Universities in Maryland could be forced to adopt more courtroom-style proceedings to adjudicate sexual assault complaints on campus as last week’s proposed federal Title IX guidelines intersect with a recent Maryland law.
The U.S. Department of Education last week proposed Title IX rules that would overhaul guidance issued under the Obama administration. The new rules could allow for more cross-examinations of victims and a higher standard of evidence in these cases, both changes that men’s rights groups had lobbied Education Secretary Betsy DeVos to implement.
Maryland universities are still reviewing the proposed rules. The Department of Education will be collecting public input until it finalizes the rules next year.
For now, Maryland schools will continue to follow the Obama administration’s guidance.
“We do not anticipate any changes in our policy during the comment period,” a spokesman for Johns Hopkins University said in a statement. “We will follow developments closely, but remain dedicated to prompt, fair and effective resolution of complaints of sexual misconduct, including sexual assault. We are fully committed to a policy and process that are thoughtful, supportive and responsive to the complexities of addressing sexual misconduct on college and university campuses.”
The Obama rules called for more investigation of sexual assault complaints and told schools to use the “preponderance of the evidence” standard. The DeVos rules would allow schools to use the more stringent “clear and convincing” evidentiary standard.
Public universities in Maryland use the “preponderance of the evidence” standard in all of their campus disciplinary hearings and will likely continue to use that standard in Title IX cases.
As Maryland universities navigate the new federal regulations, they will also have to keep in mind a state law, passed this year, similar to some of the Obama guidance.
“Over the past decade, our universities have developed policies and procedures that comport with federal guidance and best practices in addressing sexual misconduct,” a University System of Maryland spokesman said in a statement. “Earlier this year, the Maryland General Assembly approved legislation reflecting federal guidance provided by the Obama administration. We will be closely examining the proposed federal regulations and, going forward, will ensure that we continue to remain in compliance with all applicable laws.”

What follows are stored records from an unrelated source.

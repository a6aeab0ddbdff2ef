//! Payroll run models.
//!
//! This module contains the [`PayrollRun`] aggregate and its lifecycle
//! status. A run groups a roster of employees with a shared pay period and
//! payment date, and collects the payslip items and per-employee errors
//! produced when the run is processed.

use std::fmt;

use chrono::{DateTime, NaiveDate, Utc};
use serde::{Deserialize, Serialize};
use uuid::Uuid;

use super::{Employee, PayPeriod, PayStructure, PayslipLineItem};
use crate::money::Money;

/// The lifecycle status of a payroll run.
///
/// Runs move `Draft -> Processing -> Completed`. A run may be cancelled
/// from `Draft` or `Processing`; `Completed` and `Cancelled` are terminal.
///
/// # Example
///
/// ```
/// use payroll_engine::models::RunStatus;
///
/// assert_eq!(RunStatus::Processing.to_string(), "processing");
/// assert!(RunStatus::Completed.is_terminal());
/// assert!(!RunStatus::Draft.is_terminal());
/// ```
#[derive(Debug, Clone, Copy, PartialEq, Eq, Hash, Serialize, Deserialize)]
#[serde(rename_all = "snake_case")]
pub enum RunStatus {
    /// The run has been created but not yet processed.
    Draft,
    /// The run is being calculated.
    Processing,
    /// Every roster entry produced an item or a recorded error.
    Completed,
    /// The run was abandoned before completion.
    Cancelled,
}

impl RunStatus {
    /// Returns true if no further transitions are allowed from this status.
    pub fn is_terminal(&self) -> bool {
        matches!(self, RunStatus::Completed | RunStatus::Cancelled)
    }
}

impl fmt::Display for RunStatus {
    fn fmt(&self, f: &mut fmt::Formatter<'_>) -> fmt::Result {
        let s = match self {
            RunStatus::Draft => "draft",
            RunStatus::Processing => "processing",
            RunStatus::Completed => "completed",
            RunStatus::Cancelled => "cancelled",
        };
        f.write_str(s)
    }
}

/// One employee on a payroll run roster, paired with the structure to
/// evaluate for them.
///
/// The structure is captured on the entry when the run is created, so an
/// assignment change made while a run is in flight does not affect it.
#[derive(Debug, Clone, PartialEq, Eq, Serialize, Deserialize)]
pub struct RosterEntry {
    /// The employee to calculate.
    pub employee: Employee,
    /// The structure assigned to the employee at run creation.
    pub structure: PayStructure,
}

/// A calculation failure recorded against a single roster entry.
///
/// Item errors let a run complete even when some employees fail; the run
/// reports which entries failed and why instead of aborting outright.
#[derive(Debug, Clone, PartialEq, Eq, Serialize, Deserialize)]
pub struct ItemError {
    /// The employee whose calculation failed.
    pub employee_id: String,
    /// A stable code classifying the failure.
    pub code: String,
    /// A human-readable description of the failure.
    pub message: String,
}

/// A batched payroll calculation over a roster of employees.
///
/// # Example
///
/// ```
/// use payroll_engine::models::{PayPeriod, PayrollRun, RunStatus};
/// use chrono::NaiveDate;
///
/// let run = PayrollRun::new(
///     PayPeriod {
///         start_date: NaiveDate::from_ymd_opt(2026, 3, 1).unwrap(),
///         end_date: NaiveDate::from_ymd_opt(2026, 3, 31).unwrap(),
///     },
///     NaiveDate::from_ymd_opt(2026, 4, 1).unwrap(),
///     vec![],
/// );
/// assert_eq!(run.status, RunStatus::Draft);
/// assert!(run.items.is_empty());
/// ```
#[derive(Debug, Clone, PartialEq, Eq, Serialize, Deserialize)]
pub struct PayrollRun {
    /// Unique identifier for the run.
    pub id: Uuid,
    /// The pay period every payslip in the run covers.
    pub period: PayPeriod,
    /// The date payment is scheduled for.
    pub payment_date: NaiveDate,
    /// The lifecycle status of the run.
    pub status: RunStatus,
    /// The employees selected for the run with their structures.
    pub roster: Vec<RosterEntry>,
    /// Payslip items produced by processing, one per successful entry.
    pub items: Vec<PayslipLineItem>,
    /// Failures recorded against roster entries that did not produce items.
    pub item_errors: Vec<ItemError>,
    /// The sum of net pay across all items, rounded once at aggregation.
    pub total_amount: Money,
    /// The roster size at creation, recomputed from items at completion.
    pub employee_count: usize,
    /// When the run was created.
    pub created_at: DateTime<Utc>,
}

impl PayrollRun {
    /// Creates a new run in [`RunStatus::Draft`] with an empty result set.
    pub fn new(period: PayPeriod, payment_date: NaiveDate, roster: Vec<RosterEntry>) -> Self {
        let employee_count = roster.len();
        Self {
            id: Uuid::new_v4(),
            period,
            payment_date,
            status: RunStatus::Draft,
            roster,
            items: Vec::new(),
            item_errors: Vec::new(),
            total_amount: Money::ZERO,
            employee_count,
            created_at: Utc::now(),
        }
    }

    /// Returns how many roster entries have neither an item nor an error.
    pub fn unaccounted(&self) -> usize {
        self.roster
            .len()
            .saturating_sub(self.items.len() + self.item_errors.len())
    }
}

#[cfg(test)]
mod tests {
    use super::*;
    use crate::models::{ItemError, PayFrequency};
    use std::str::FromStr;

    fn sample_period() -> PayPeriod {
        PayPeriod {
            start_date: NaiveDate::from_ymd_opt(2026, 3, 1).unwrap(),
            end_date: NaiveDate::from_ymd_opt(2026, 3, 31).unwrap(),
        }
    }

    fn sample_entry(id: &str) -> RosterEntry {
        RosterEntry {
            employee: Employee::new(id, "Test Employee"),
            structure: PayStructure {
                id: "struct_001".to_string(),
                name: "Staff grade 3".to_string(),
                basic_salary: Money::from_str("5000").unwrap(),
                allowances: vec![],
                deductions: vec![],
                frequency: PayFrequency::Monthly,
            },
        }
    }

    fn sample_run() -> PayrollRun {
        PayrollRun::new(
            sample_period(),
            NaiveDate::from_ymd_opt(2026, 4, 1).unwrap(),
            vec![sample_entry("emp_001"), sample_entry("emp_002")],
        )
    }

    #[test]
    fn test_new_run_starts_in_draft() {
        let run = sample_run();
        assert_eq!(run.status, RunStatus::Draft);
        assert_eq!(run.employee_count, 2);
        assert!(run.items.is_empty());
        assert!(run.item_errors.is_empty());
        assert_eq!(run.total_amount, Money::ZERO);
    }

    #[test]
    fn test_status_display_is_lowercase() {
        assert_eq!(RunStatus::Draft.to_string(), "draft");
        assert_eq!(RunStatus::Processing.to_string(), "processing");
        assert_eq!(RunStatus::Completed.to_string(), "completed");
        assert_eq!(RunStatus::Cancelled.to_string(), "cancelled");
    }

    #[test]
    fn test_status_serialization_matches_display() {
        for status in [
            RunStatus::Draft,
            RunStatus::Processing,
            RunStatus::Completed,
            RunStatus::Cancelled,
        ] {
            let json = serde_json::to_string(&status).unwrap();
            assert_eq!(json, format!("\"{}\"", status));
            let back: RunStatus = serde_json::from_str(&json).unwrap();
            assert_eq!(back, status);
        }
    }

    #[test]
    fn test_terminal_states() {
        assert!(!RunStatus::Draft.is_terminal());
        assert!(!RunStatus::Processing.is_terminal());
        assert!(RunStatus::Completed.is_terminal());
        assert!(RunStatus::Cancelled.is_terminal());
    }

    #[test]
    fn test_unaccounted_counts_missing_entries() {
        let mut run = sample_run();
        assert_eq!(run.unaccounted(), 2);

        run.item_errors.push(ItemError {
            employee_id: "emp_001".to_string(),
            code: "invalid_structure".to_string(),
            message: "basic salary must be positive".to_string(),
        });
        assert_eq!(run.unaccounted(), 1);
    }

    #[test]
    fn test_run_round_trip() {
        let run = sample_run();
        let json = serde_json::to_string(&run).unwrap();
        let back: PayrollRun = serde_json::from_str(&json).unwrap();
        assert_eq!(run, back);
    }

    #[test]
    fn test_run_serialization_shape() {
        let run = sample_run();
        let json = serde_json::to_string(&run).unwrap();
        assert!(json.contains("\"status\":\"draft\""));
        assert!(json.contains("\"payment_date\":\"2026-04-01\""));
        assert!(json.contains("\"roster\":["));
        assert!(json.contains("\"employee_count\":2"));
    }
}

The new federal rules also allow for the cross-examination of victims during Title IX hearings, though the victim could request that the alleged assailant not be in the room during this questioning.
Universities in Maryland worry that cross-examination makes Title IX proceedings too similar to a courtroom. But this year’s state legislation could also exacerbate that issue.
That law calls for universities to provide attorneys to students involved on both sides of the process, paid for by the Maryland Higher Education Commission. The law applies to both private and public universities.
Backers of that state law also want to make sure proceedings do not turn into trials.
“It is critical that we prevent school proceedings from turning into trials,” Lisae Jordan, executive director of the Maryland Coalition Against Sexual Assault, wrote in an email. “Maryland’s law was crafted specifically to avoid cross-examination and instead provides for the right to suggest specific questions to be posed to the other student and the right to provide and hear testimony out of the physical presence of the other student. This provides both sides with the rights and protections needed for a fair proceeding.”
In addition to weighing the proposed federal rules, the state law mandates that all universities in Maryland come up with a revised sexual assault policy meeting the law’s parameters by Aug. 1 next year.
Even as Maryland universities must consider how to balance the federal guidelines and the state law, there is third constituency they have to consider: their own campuses. Sexual assault has become a dominant issue for students on campus and student leaders often put pressure on administrators to ensure cases are taken seriously.